----- AVAILABLE RECORDS -----

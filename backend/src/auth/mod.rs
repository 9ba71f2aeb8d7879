//! Authentication and authorization
//!
//! JWT issuance and verification, bearer-token identity resolution,
//! argon2 password hashing, and ownership-based access decisions.

pub mod access;
mod jwt;
mod middleware;
mod password;
mod resolver;

pub use access::{authorize, ensure_owner, require_admin, Decision};
pub use jwt::{Claims, JwtService};
pub use middleware::AuthUser;
pub use password::PasswordService;
pub use resolver::{bearer_token, IdentityResolver, UNAUTHORIZED_MESSAGE};
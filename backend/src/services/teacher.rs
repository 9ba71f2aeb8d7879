//! Teacher directory (read only)

use crate::error::ApiError;
use crate::repositories::{TeacherRecord, TeacherRepository};

pub struct TeacherService;

impl TeacherService {
    pub async fn find_all(teachers: &dyn TeacherRepository) -> Result<Vec<TeacherRecord>, ApiError> {
        teachers.find_all().await.map_err(ApiError::Internal)
    }

    pub async fn find_by_id(
        teachers: &dyn TeacherRepository,
        id: i64,
    ) -> Result<Option<TeacherRecord>, ApiError> {
        teachers.find_by_id(id).await.map_err(ApiError::Internal)
    }
}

-----

*WORK TASK:* When the entries above show the word "backend" in a line, copy that line out.

*TASK RESPONSE:*
filename backend/src/auth/mod.rs
filename backend/src/services/teacher.rs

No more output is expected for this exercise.